Reader's Blog: We have failed our people with disabilities
We certainly need a rights culture in terms of basic human rights for the disabled.
Hundreds of people are in need of daycare facilities.
Thousands of people with physical disabilities do not benefit from day activity or development.
Many feel they are prisoners in their own homes, and they do not get the supports to access what many take for granted on a daily basis.
The legislation concentrates not on what people have but on what they need, basic needs like education, accessible transport, respite and residential care, aids, and appliances.
For example, I, the parent of an eight-year-old child, recently sought a bus pass to take the child from Midleton to a special school in Cork City.
When I made enquiries, I was told, “since there was no special service to the school in question, a bus pass could not be approved,” I am pursuing this case.

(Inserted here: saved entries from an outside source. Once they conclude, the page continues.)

//! Attachment policy.

use dropkit_shared::UploaderConfig;

use super::accept::AcceptPattern;

/// Validation and selection policy, fixed for a controller's lifetime.
#[derive(Debug, Clone, Default, PartialEq, Eq)]
pub struct Policy {
    /// Allow more than one file per attach and accumulate across attaches.
    pub multiple: bool,
    /// Accepted file types; `None` accepts everything.
    pub accept: Option<AcceptPattern>,
    /// Maximum file size in bytes; `None` means unlimited.
    pub max_size_bytes: Option<u64>,
}

impl Policy {
    /// Create an unrestricted single-file policy.
    #[must_use]
    pub fn new() -> Self {
        Self::default()
    }

    /// Allow multiple files.
    #[must_use]
    pub fn with_multiple(mut self, multiple: bool) -> Self {
        self.multiple = multiple;
        self
    }

    /// Restrict accepted file types.
    #[must_use]
    pub fn with_accept(mut self, accept: impl Into<AcceptPattern>) -> Self {
        self.accept = Some(accept.into());
        self
    }

    /// Set maximum file size.
    #[must_use]
    pub fn with_max_size_bytes(mut self, size: u64) -> Self {
        self.max_size_bytes = Some(size);
        self
    }
}

impl From<&UploaderConfig> for Policy {
    fn from(config: &UploaderConfig) -> Self {
        Self {
            multiple: config.multiple,
            accept: config.accept.as_deref().map(AcceptPattern::parse),
            max_size_bytes: config.max_size_bytes,
        }
    }
}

People with disabilities, their families, advocates, or carers, should not have to take to the streets or to the courts to demonstrate that they have a right to daycare, respite care, education, and training, and to transport, yet we have seen people taking to the streets and organising public meetings over the years to try to vindicate those rights.

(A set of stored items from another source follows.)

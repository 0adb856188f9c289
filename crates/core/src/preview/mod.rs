//! Preview references for locally attached files.
//!
//! A preview is a short-lived URI that lets a rendering layer display a file
//! before it is uploaded anywhere. Every minted preview holds a resource in
//! the hosting environment, so the controller revokes it once the owning
//! entry goes away.

mod registry;

pub use registry::{ObjectUrlRegistry, PreviewRegistry, PreviewUri};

It is no longer acceptable that people have to do that.
More than 350,000 people in Ireland have a disability.
For too long, justifiable expectations of equal access and equal rights have exceeded a less than perfect reality.
When rights are acknowledged they must be universally applied.
We have failed our people with disabilities and, in the process, seriously damaged our society.
How much talent has been wasted because people with disabilities have not been given the opportunities and means to develop their gifts?
Shame on us.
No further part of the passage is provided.